Task objective >> Each entry should be duplicated exactly, with no line missing.

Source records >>
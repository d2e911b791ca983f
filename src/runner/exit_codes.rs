//! Documented exit codes for `strict-qa run`.

/// Every recorded case passed.
pub const OK: i32 = 0;

/// The run completed and found at least one FAIL or BUG.
pub const WEAKNESSES_FOUND: i32 = 1;

/// The harness itself failed: an adapter session could not be opened or the run
/// report could not be written.
pub const INFRASTRUCTURE_FAILED: i32 = 2;

/// The run was stopped with Ctrl+C.
pub const INTERRUPTED: i32 = 130;
/// Fold one suite's completion into the run.
fn settle(
    run: &RunRecord,
    suite_id: &str,
    joined: Result<Result<SuiteReport, OrchestrationFault>, tokio::task::JoinError>,
) {
    match joined {
        Ok(Ok(report)) => {
            if report.cancelled {
                run.update(|p| p.cancelled = true);
            }
        }
        Ok(Err(fault)) => {
            log::error!("suite {} could not run: {}", suite_id, fault);
            run.sink.record(TestResult::fail(
                format!("Execute {}", suite_id),
                fault.to_string(),
                TestType::System,
                Severity::Critical,
            ));
            run.update(|p| p.record_fault(format!("{}: {}", suite_id, fault)));
        }
        Err(e) => {
            log::error!("suite {} task failed: {}", suite_id, e);
            run.sink.record(TestResult::fail(
                format!("Execute {}", suite_id),
                format!("internal error: {}", e),
                TestType::System,
                Severity::High,
            ));
        }
    }
    run.update(|p| p.finish_suite(suite_id));
}

/// Resolve `requested` inside `root`, rejecting anything that escapes it.
fn confine(root: &Path, requested: &str) -> Result<PathBuf, ReportAccessError> {
    let forbidden = || ReportAccessError::ForbiddenPath(requested.to_string());
    let cwd = std::env::current_dir().unwrap_or_default();
    let absolute = |p: &Path| if p.is_absolute() { p.to_path_buf() } else { cwd.join(p) };

    let base = lexical_normalize(&absolute(root)).ok_or_else(forbidden)?;
    let raw = Path::new(requested.trim());
    if raw.as_os_str().is_empty() {
        return Err(forbidden());
    }
    let candidate = if raw.is_absolute() || raw.starts_with(root) {
        absolute(raw)
    } else {
        base.join(raw)
    };
    let candidate = lexical_normalize(&candidate).ok_or_else(forbidden)?;
    if !candidate.starts_with(&base) || candidate == base {
        return Err(forbidden());
    }

    // Symlinks inside the directory must not lead out of it either.
    let real = candidate
        .canonicalize()
        .map_err(|_| ReportAccessError::NotFound(requested.to_string()))?;
    let real_base = base.canonicalize().unwrap_or(base);
    if !real.starts_with(&real_base) {
        return Err(forbidden());
    }
    if !real.is_file() {
        return Err(ReportAccessError::NotFound(requested.to_string()));
    }
    Ok(real)
}

/// Resolve `.` and `..` without touching the file system. `None` when the path
/// climbs above its root.
fn lexical_normalize(path: &Path) -> Option<PathBuf> {
    let mut out = PathBuf::new();
    for component in path.components() {
        match component {
            Component::Prefix(_) | Component::RootDir => out.push(component.as_os_str()),
            Component::CurDir => {}
            Component::ParentDir => {
                if !out.pop() || out.as_os_str().is_empty() {
                    return None;
                }
            }
            Component::Normal(part) => out.push(part),
        }
    }
    Some(out)
}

Written answer >>
repository d2e911b791ca983f
filename src/runner/exit_codes.rs
//! Documented exit codes for `strict-qa run`.

/// Every recorded case passed.
pub const OK: i32 = 0;

/// The run completed and found at least one FAIL or BUG.
pub const WEAKNESSES_FOUND: i32 = 1;

/// The harness itself failed: an adapter session could not be opened or the run
/// report could not be written.
pub const INFRASTRUCTURE_FAILED: i32 = 2;

/// The run was stopped with Ctrl+C.
pub const INTERRUPTED: i32 = 130;
/// Fold one suite's completion into the run.
fn settle(
    run: &RunRecord,
    suite_id: &str,
    joined: Result<Result<SuiteReport, OrchestrationFault>, tokio::task::JoinError>,
) {
    match joined {
        Ok(Ok(report)) => {
            if report.cancelled {
                run.update(|p| p.cancelled = true);
            }
        }
        Ok(Err(fault)) => {
            log::error!("suite {} could not run: {}", suite_id, fault);
            run.sink.record(TestResult::fail(
                format!("Execute {}", suite_id),
                fault.to_string(),
                TestType::System,
                Severity::Critical,
            ));
            run.update(|p| p.record_fault(format!("{}: {}", suite_id, fault)));
        }
        Err(e) => {
            log::error!("suite {} task failed: {}", suite_id, e);
            run.sink.record(TestResult::fail(
                format!("Execute {}", suite_id),
                format!("internal error: {}", e),
                TestType::System,
                Severity::High,
            ));
        }
    }
    run.update(|p| p.finish_suite(suite_id));
}

/// Resolve `requested` inside `root`, rejecting anything that escapes it.
fn confine(root: &Path, requested: &str) -> Result<PathBuf, ReportAccessError> {
    let forbidden = || ReportAccessError::ForbiddenPath(requested.to_string());
    let cwd = std::env::current_dir().unwrap_or_default();
    let absolute = |p: &Path| if p.is_absolute() { p.to_path_buf() } else { cwd.join(p) };

    let base = lexical_normalize(&absolute(root)).ok_or_else(forbidden)?;
    let raw = Path::new(requested.trim());
    if raw.as_os_str().is_empty() {
        return Err(forbidden());
    }
    let candidate = if raw.is_absolute() || raw.starts_with(root) {
        absolute(raw)
    } else {
        base.join(raw)
    };
    let candidate = lexical_normalize(&candidate).ok_or_else(forbidden)?;
    if !candidate.starts_with(&base) || candidate == base {
        return Err(forbidden());
    }

    // Symlinks inside the directory must not lead out of it either.
    let real = candidate
        .canonicalize()
        .map_err(|_| ReportAccessError::NotFound(requested.to_string()))?;
    let real_base = base.canonicalize().unwrap_or(base);
    if !real.starts_with(&real_base) {
        return Err(forbidden());
    }
    if !real.is_file() {
        return Err(ReportAccessError::NotFound(requested.to_string()));
    }
    Ok(real)
}

/// Resolve `.` and `..` without touching the file system. `None` when the path
/// climbs above its root.
fn lexical_normalize(path: &Path) -> Option<PathBuf> {
    let mut out = PathBuf::new();
    for component in path.components() {
        match component {
            Component::Prefix(_) | Component::RootDir => out.push(component.as_os_str()),
            Component::CurDir => {}
            Component::ParentDir => {
                if !out.pop() || out.as_os_str().is_empty() {
                    return None;
                }
            }
            Component::Normal(part) => out.push(part),
        }
    }
    Some(out)
}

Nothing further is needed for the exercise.